Saving Money on Term Life Insurance
April 12, 2011
One of the ways Americans, especially in this time of uncertainty, can save money is to look at what they are paying for their term life insurance. This is true for every one including senior citizens. May seniors looking for term life insurance have options, but do not know where to look.
Everyone including seniors can get multiple term quotes from Foundation Insurance Services term quote engine at www.compareterm.com. Click and just input the information and quotes from available insurers will be provided. More than seventy companies are quoted in the database. These quotes can even be formed into a PDF file for further review. The Compulife quote engine is used. Compulife provides rates and data and does not sell life insurance. No other Internet term site uses as many companies for comparison as does www.compareterm.com.
In addition, trained life insurance licensed agents are available by telephone to answer any questions and to provide advise and information. Their expertise can often provide invaluable decision information.

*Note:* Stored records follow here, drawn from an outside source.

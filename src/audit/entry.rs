//! Audit entry data structures
//!
//! One entry per evaluation: when it ran, where the figures came from, and
//! the input and result themselves.

use chrono::{DateTime, Utc};
use serde::{Deserialize, Serialize};
use uuid::Uuid;

use crate::models::{BudgetInput, BudgetResult};

/// Where the evaluated figures came from
#[derive(Debug, Clone, Copy, PartialEq, Eq, Serialize, Deserialize)]
#[serde(rename_all = "kebab-case")]
pub enum EvaluationSource {
    /// Figures passed as command-line arguments
    Arguments,
    /// A BudgetInput JSON file
    InputFile,
    /// A financial state object merge
    Fso,
}

impl std::fmt::Display for EvaluationSource {
    fn fmt(&self, f: &mut std::fmt::Formatter<'_>) -> std::fmt::Result {
        match self {
            EvaluationSource::Arguments => write!(f, "arguments"),
            EvaluationSource::InputFile => write!(f, "input-file"),
            EvaluationSource::Fso => write!(f, "fso"),
        }
    }
}

/// A single audit log entry
#[derive(Debug, Clone, Serialize, Deserialize)]
pub struct AuditEntry {
    pub id: Uuid,

    /// When the evaluation ran (UTC)
    pub timestamp: DateTime<Utc>,

    pub source: EvaluationSource,

    pub input: BudgetInput,

    pub result: BudgetResult,
}

impl AuditEntry {
    /// Create an entry for an evaluation that just ran
    pub fn evaluation(source: EvaluationSource, input: BudgetInput, result: BudgetResult) -> Self {
        Self {
            id: Uuid::new_v4(),
            timestamp: Utc::now(),
            source,
            input,
            result,
        }
    }

    /// Short form of the entry ID for display
    pub fn short_id(&self) -> String {
        self.id.to_string()[..8].to_string()
    }

    /// Check that every figure can be stored
    ///
    /// JSON has no representation for infinity or NaN; serde_json writes them
    /// as `null`, which cannot be read back into an `f64`.
    pub fn has_finite_figures(&self) -> bool {
        let input = &self.input;
        let result = &self.result;
        [
            input.monthly_net_income,
            input.fixed_expenses,
            input.variable_expenses,
            input.discretionary_spending,
            input.target_savings,
            result.total_income,
            result.total_expenses,
            result.net_cash_flow,
            result.funding_shortfall,
        ]
        .iter()
        .all(|v| v.is_finite())
    }
}

#[cfg(test)]
mod tests {
    use super::*;
    use crate::services::evaluate;

    fn sample_entry() -> AuditEntry {
        let input = BudgetInput::new(50000.0, 20000.0, 10000.0, 25000.0)
            .with_target_savings(5000.0);
        let result = evaluate(50000.0, 20000.0, 10000.0, 25000.0, 5000.0);
        AuditEntry::evaluation(EvaluationSource::Arguments, input, result)
    }

    #[test]
    fn test_source_display() {
        assert_eq!(EvaluationSource::Arguments.to_string(), "arguments");
        assert_eq!(EvaluationSource::InputFile.to_string(), "input-file");
        assert_eq!(EvaluationSource::Fso.to_string(), "fso");
    }

    #[test]
    fn test_entries_get_distinct_ids() {
        assert_ne!(sample_entry().id, sample_entry().id);
    }

    #[test]
    fn test_serialization_uses_result_keys() {
        let json = serde_json::to_value(sample_entry()).unwrap();
        assert_eq!(json["source"], "arguments");
        assert_eq!(json["input"]["monthly_net_income_inr"], 50000.0);
        assert_eq!(json["result"]["net_cash_flow_inr"], -5000.0);

        assert_eq!(
            serde_json::to_value(EvaluationSource::InputFile).unwrap(),
            "input-file"
        );
        let parsed: EvaluationSource = serde_json::from_str("\"input-file\"").unwrap();
        assert_eq!(parsed, EvaluationSource::InputFile);
    }

    #[test]
    fn test_finite_figures() {
        assert!(sample_entry().has_finite_figures());

        let input = BudgetInput::new(1.0, 1e308, 1e308, 0.0);
        let result = evaluate(1.0, 1e308, 1e308, 0.0, 0.0);
        let entry = AuditEntry::evaluation(EvaluationSource::InputFile, input, result);
        assert!(!entry.has_finite_figures());
    }
}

There are policies which require exams and there are policies which do not require exams.
Those who want the least expensive term life insurance by getting multiple quotes from different carriers can shop at www.compareterm.com. More than seventy term life companies are represented in the quote engine. That is more than any other Internet site offers. For those who do not wish to be examined they can quote and shop for guaranteed issue term insurance at Foundation Insurance Services online store at Facebook by clicking on this link: http:on.fb.me/FISNJ.

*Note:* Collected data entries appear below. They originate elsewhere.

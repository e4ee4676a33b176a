//! Business logic layer
//!
//! Holds the budget evaluator, the only component with real financial logic.

pub mod evaluator;

pub use evaluator::{evaluate, BudgetAnalyzer, BudgetEvaluator, Thresholds};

For those including senior citizens who want a combination plan of term life, long-term care, and critical illness with no underwriting on the long-term care and critical illness coverages contact us by clicking on this link http://preview.tinyurl.com/44y2j7d
Evaluating Life Insurance Needs
August 3, 2011
Because life insurance typically becomes more expensive as we age, many people may believe they can’t afford to purchase coverage later in life. However, considering that life insurance is significantly less expensive today than it was a decade ago, you might be able to purchase new coverage and pay premiums comparable to those that were available when you were 10 years younger.1
It’s a good idea to review your life insurance situation on a regular basis. Here are some reasons why your coverage may need to evolve to keep pace with your life.
Life Changes
If your income and/or net worth have increased significantly since you purchased your policy, ask yourself whether your current coverage would enable your survivors to maintain their current standard of living. Major life events such as birth, marriage, death, and divorce may also affect the amount of coverage you need.
Inflation
Because of inflation, a policy purchased years ago may no longer offer the same level of protection. For example, a 3% inflation rate can cut the purchasing power of a death benefit in half in about 24 years, based on the Rule of 72 (72 ÷ 3 = 24 years).

Estate Conservation
One popular reason for owning life insurance is to provide liquid funds to help heirs pay estate taxes and any other debts. Considering that the estate tax has changed several times over the past decade, it’s a good idea to review your coverage in light of current estate tax laws and your net worth.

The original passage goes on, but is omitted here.